I have downloaded the US News data for 60 schools that they published. I'm trying to recreate their rankings in an Excel spreadsheet. There are a total of 119 schools included in the rankings, but since US News doesnt publish data on all 119 schools, thats going to be one source of error between my rankings and US News. How big of an error that introduces is something I dont know.

This Excel spreadsheet includes both the data published by US News as well as a section of columns to the right side that has data generated by me, trying to simulate the US News ranking methodology.

You can download the Excel spreadsheet here (click on link below, then click on "US News Rankings" link. Excel spreadsheet will come up. Then you can save the file to your computer using the "save as" option under "file" menu)

http://macgyver25.freewebspace.com/USnews.htm

Here's a review of the US News methodology:

http://www.usnews.com/usnews/edu/grad/rankings/about/05med_meth.php

The 125 medical schools fully accredited by the Liaison Committee on Medical Education plus the 19 schools of osteopathic medicine fully accredited by the American Osteopathic Association were surveyed for the ranking of research medical schools; 119 schools provided the data needed to calculate the research rankings based on the indicators used in the research model. The same medical and osteopathic schools were surveyed for the primary-care ranking; 119 schools provided the data needed to calculate the primary-care ranking. Both rankings are based on a weighted average of seven indicators, six of them common to both models. The research model factors in research activity; the primary-care model adds a measure of the proportion of graduates entering primary-care specialties.
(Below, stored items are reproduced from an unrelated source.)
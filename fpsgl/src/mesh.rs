use cgmath::Vector3;
use thiserror::Error;

use crate::math::triangle_normal;

/// Floats per vertex for XYZ UV data.
pub const XYZ_UV_STRIDE: usize = 5;

#[derive(Debug, Copy, Clone, PartialEq, Eq)]
pub enum MeshKind {
    Cube,
    Pentahedron,
    Custom,
}

#[derive(Debug, Error, PartialEq, Eq)]
pub enum MeshError {
    #[error("vertex stride {0} is too small to hold a position")]
    InvalidStride(usize),
    #[error("{0} floats do not form whole triangles")]
    InvalidVertexCount(usize),
}

/// Triangle list with flat per-triangle normals.
#[derive(Debug, Clone)]
pub struct Mesh {
    kind: MeshKind,
    vertices: Vec<f32>,
    vertex_stride: usize,
    normals: Vec<f32>,
}

impl Mesh {
    /// `vertices` holds `vertex_stride` floats per vertex, the first three being XYZ.
    pub fn new(kind: MeshKind, vertices: Vec<f32>, vertex_stride: usize) -> Result<Self, MeshError> {
        if vertex_stride < 3 {
            return Err(MeshError::InvalidStride(vertex_stride));
        }

        if vertices.len() % (vertex_stride * 3) != 0 {
            return Err(MeshError::InvalidVertexCount(vertices.len()));
        }

        Ok(Self::build(kind, vertices, vertex_stride))
    }

    /// Construction shared by checked and builtin meshes, expects whole triangles.
    fn build(kind: MeshKind, vertices: Vec<f32>, vertex_stride: usize) -> Self {
        let mut mesh = Self {
            kind,
            vertices,
            vertex_stride,
            normals: Vec::new(),
        };

        mesh.calc_normals();
        mesh
    }

    fn calc_normals(&mut self) {
        let triangle_count = self.triangle_count();
        self.normals = Vec::with_capacity(triangle_count * 9);

        for triangle in self.vertices.chunks_exact(self.vertex_stride * 3) {
            let point = |i: usize| {
                let v = &triangle[i * self.vertex_stride..];
                Vector3::new(v[0], v[1], v[2])
            };

            let normal = triangle_normal(point(0), point(1), point(2));

            for _ in 0..3 {
                self.normals.extend_from_slice(&[normal.x, normal.y, normal.z]);
            }
        }
    }

    #[rustfmt::skip]
    pub fn cube(size: f32) -> Self {
        let h = size / 2.0;

        let vertices = vec![
            -h, -h, -h, 0.0, 0.0,
             h,  h, -h, 1.0, 1.0,
             h, -h, -h, 1.0, 0.0,
             h,  h, -h, 1.0, 1.0,
            -h, -h, -h, 0.0, 0.0,
            -h,  h, -h, 0.0, 1.0,

            -h, -h,  h, 0.0, 0.0,
             h, -h,  h, 1.0, 0.0,
             h,  h,  h, 1.0, 1.0,
             h,  h,  h, 1.0, 1.0,
            -h,  h,  h, 0.0, 1.0,
            -h, -h,  h, 0.0, 0.0,

            -h,  h,  h, 1.0, 0.0,
            -h,  h, -h, 1.0, 1.0,
            -h, -h, -h, 0.0, 1.0,
            -h, -h, -h, 0.0, 1.0,
            -h, -h,  h, 0.0, 0.0,
            -h,  h,  h, 1.0, 0.0,

             h,  h,  h, 1.0, 0.0,
             h, -h, -h, 0.0, 1.0,
             h,  h, -h, 1.0, 1.0,
             h, -h, -h, 0.0, 1.0,
             h,  h,  h, 1.0, 0.0,
             h, -h,  h, 0.0, 0.0,

            -h, -h, -h, 0.0, 1.0,
             h, -h, -h, 1.0, 1.0,
             h, -h,  h, 1.0, 0.0,
             h, -h,  h, 1.0, 0.0,
            -h, -h,  h, 0.0, 0.0,
            -h, -h, -h, 0.0, 1.0,

            -h,  h, -h, 0.0, 1.0,
             h,  h,  h, 1.0, 0.0,
             h,  h, -h, 1.0, 1.0,
             h,  h,  h, 1.0, 0.0,
            -h,  h, -h, 0.0, 1.0,
            -h,  h,  h, 0.0, 0.0,
        ];

        Self::build(MeshKind::Cube, vertices, XYZ_UV_STRIDE)
    }

    /// Square based pyramid with its apex on +Y.
    #[rustfmt::skip]
    pub fn pentahedron(size: f32) -> Self {
        let h = size / 2.0;

        let vertices = vec![
             h, -h,  h, 0.0, 1.0,
            -h, -h, -h, 1.0, 0.0,
             h, -h, -h, 0.0, 0.0,
             h, -h,  h, 0.0, 1.0,
            -h, -h,  h, 1.0, 1.0,
            -h, -h, -h, 1.0, 0.0,

            0.0,  h, 0.0, 0.5, 1.0,
              h, -h,  -h, 1.0, 0.0,
             -h, -h,  -h, 0.0, 0.0,

            0.0,  h, 0.0, 0.5, 1.0,
              h, -h,   h, 1.0, 0.0,
              h, -h,  -h, 0.0, 0.0,

            0.0,  h, 0.0, 0.5, 1.0,
             -h, -h,   h, 1.0, 0.0,
              h, -h,   h, 0.0, 0.0,

            0.0,  h, 0.0, 0.5, 1.0,
             -h, -h,  -h, 1.0, 0.0,
             -h, -h,   h, 0.0, 0.0,
        ];

        Self::build(MeshKind::Pentahedron, vertices, XYZ_UV_STRIDE)
    }

    pub fn kind(&self) -> MeshKind {
        self.kind
    }

    pub fn vertices(&self) -> &[f32] {
        &self.vertices
    }

    pub fn normals(&self) -> &[f32] {
        &self.normals
    }

    pub fn vertex_stride(&self) -> usize {
        self.vertex_stride
    }

    pub fn vertex_count(&self) -> usize {
        self.vertices.len() / self.vertex_stride
    }

    pub fn triangle_count(&self) -> usize {
        self.vertex_count() / 3
    }
}

#[cfg(test)]
mod tests {
    use super::*;
    use cgmath::{InnerSpace, Zero};

    fn normal_at(mesh: &Mesh, vertex: usize) -> Vector3<f32> {
        let n = &mesh.normals()[vertex * 3..];
        Vector3::new(n[0], n[1], n[2])
    }

    fn position_at(mesh: &Mesh, vertex: usize) -> Vector3<f32> {
        let v = &mesh.vertices()[vertex * mesh.vertex_stride()..];
        Vector3::new(v[0], v[1], v[2])
    }

    fn triangle_center(mesh: &Mesh, triangle: usize) -> Vector3<f32> {
        (0..3)
            .map(|i| position_at(mesh, triangle * 3 + i))
            .fold(Vector3::zero(), |acc, p| acc + p)
            / 3.0
    }

    #[test]
    fn cube_counts() {
        let cube = Mesh::cube(1.0);

        assert_eq!(cube.kind(), MeshKind::Cube);
        assert_eq!(cube.vertex_count(), 36);
        assert_eq!(cube.triangle_count(), 12);
        assert_eq!(cube.normals().len(), 36 * 3);
    }

    #[test]
    fn cube_normals_point_outwards() {
        let cube = Mesh::cube(2.0);

        for tri in 0..cube.triangle_count() {
            let normal = normal_at(&cube, tri * 3);

            assert!((normal.magnitude() - 1.0).abs() < 1e-5);
            assert!(normal.dot(triangle_center(&cube, tri)) > 0.0, "triangle {tri}");

            // one axis aligned normal shared by all three vertices
            assert_eq!(normal_at(&cube, tri * 3 + 1), normal);
            assert_eq!(normal_at(&cube, tri * 3 + 2), normal);
            assert_eq!(normal.x.abs() + normal.y.abs() + normal.z.abs(), 1.0);
        }
    }

    #[test]
    fn cube_size() {
        let cube = Mesh::cube(3.0);

        for v in 0..cube.vertex_count() {
            let p = position_at(&cube, v);
            assert_eq!(p.x.abs(), 1.5);
            assert_eq!(p.y.abs(), 1.5);
            assert_eq!(p.z.abs(), 1.5);
        }
    }

    #[test]
    fn pentahedron_shape() {
        let pyramid = Mesh::pentahedron(1.0);

        assert_eq!(pyramid.kind(), MeshKind::Pentahedron);
        assert_eq!(pyramid.triangle_count(), 6);

        // base faces down
        assert_eq!(normal_at(&pyramid, 0), Vector3::new(0.0, -1.0, 0.0));
        assert_eq!(normal_at(&pyramid, 3), Vector3::new(0.0, -1.0, 0.0));

        // sides face outwards and up
        let apex_center = Vector3::new(0.0, -0.25, 0.0);
        for tri in 2..6 {
            let normal = normal_at(&pyramid, tri * 3);
            assert!(normal.y > 0.0);
            assert!(normal.dot(triangle_center(&pyramid, tri) - apex_center) > 0.0);
        }
    }

    #[test]
    fn builtin_tables_pass_validation() {
        for mesh in [Mesh::cube(1.0), Mesh::pentahedron(1.0)] {
            let checked =
                Mesh::new(mesh.kind(), mesh.vertices().to_vec(), mesh.vertex_stride()).unwrap();

            assert_eq!(checked.vertex_stride(), XYZ_UV_STRIDE);
            assert_eq!(checked.normals(), mesh.normals());
        }
    }

    #[test]
    fn custom_mesh() {
        let mesh = Mesh::new(
            MeshKind::Custom,
            vec![0.0, 0.0, 0.0, 1.0, 0.0, 0.0, 0.0, 1.0, 0.0],
            3,
        )
        .unwrap();

        assert_eq!(mesh.normals(), &[0.0, 0.0, 1.0, 0.0, 0.0, 1.0, 0.0, 0.0, 1.0]);
    }

    #[test]
    fn custom_mesh_validation() {
        assert_eq!(
            Mesh::new(MeshKind::Custom, vec![0.0; 6], 2).err(),
            Some(MeshError::InvalidStride(2))
        );
        assert_eq!(
            Mesh::new(MeshKind::Custom, vec![0.0; 10], 5).err(),
            Some(MeshError::InvalidVertexCount(10))
        );
    }
}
Quality assessment(weighted by .40): Peer assessment surveys were conducted in the fall of 2003, asking medical and osteopathic school deans, deans of academic affairs, and heads of internal medicine or the directors of admissions to rate program quality on a scale of "marginal" (1) to "outstanding" (5). Survey populations were asked to rate program quality for both research and primary-care programs separately on a single survey instrument. The response rate was 56 percent. A research school's average score is weighted .20; the average score in the primary-care model is weighted .25. Residency program directors were also asked to rate programs using the same 5-point scale on two separate survey instruments. One survey dealt with research and was sent to a sample of residency program directors in fields outside primary care including surgery, psychiatry, and radiology. The other survey involved primary care and was sent to residency directors in those fields. The response rate for those sent the research survey was 28 percent. The response rate for those sent the primary-care survey was also 28 percent. Residency directors' opinions are weighted .20 in the research model and .15 in primary care.
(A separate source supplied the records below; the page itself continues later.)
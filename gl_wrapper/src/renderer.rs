use std::ffi::CStr;

pub struct GlRenderer {
    clear_bits: u32,
}

impl GlRenderer {
    /// Depth testing and culling are context state owned by window setup.
    pub fn new() -> Self {
        Self {
            clear_bits: gl::COLOR_BUFFER_BIT | gl::DEPTH_BUFFER_BIT,
        }
    }

    pub fn resize(&self, width: u32, height: u32) {
        unsafe {
            gl::Viewport(0, 0, width as i32, height as i32);
        }
    }

    pub fn clear_color(&self, r: f32, g: f32, b: f32) {
        unsafe {
            gl::ClearColor(r, g, b, 1.0);
            gl::Clear(self.clear_bits);
        }
    }

    pub fn gl_version(&self) -> String {
        unsafe {
            let version = gl::GetString(gl::VERSION);
            if version.is_null() {
                return String::new();
            }

            CStr::from_ptr(version.cast()).to_string_lossy().into_owned()
        }
    }
}

impl Default for GlRenderer {
    fn default() -> Self {
        Self::new()
    }
}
Research activity (.30 in research model only): Activity was measured as the total dollar amount of National Institutes of Health research grants awarded to the medical school and its affiliated hospitals, averaged for 2002 and 2003. An asterisk indicates schools that reported only research grants to their medical school in 2003.

Primary-care rate (.30 in primary-care model only): The percentage of M.D. school graduates entering primary-care residencies in the fields of family practice, pediatrics, and internal medicine was averaged over 2001, 2002, and 2003.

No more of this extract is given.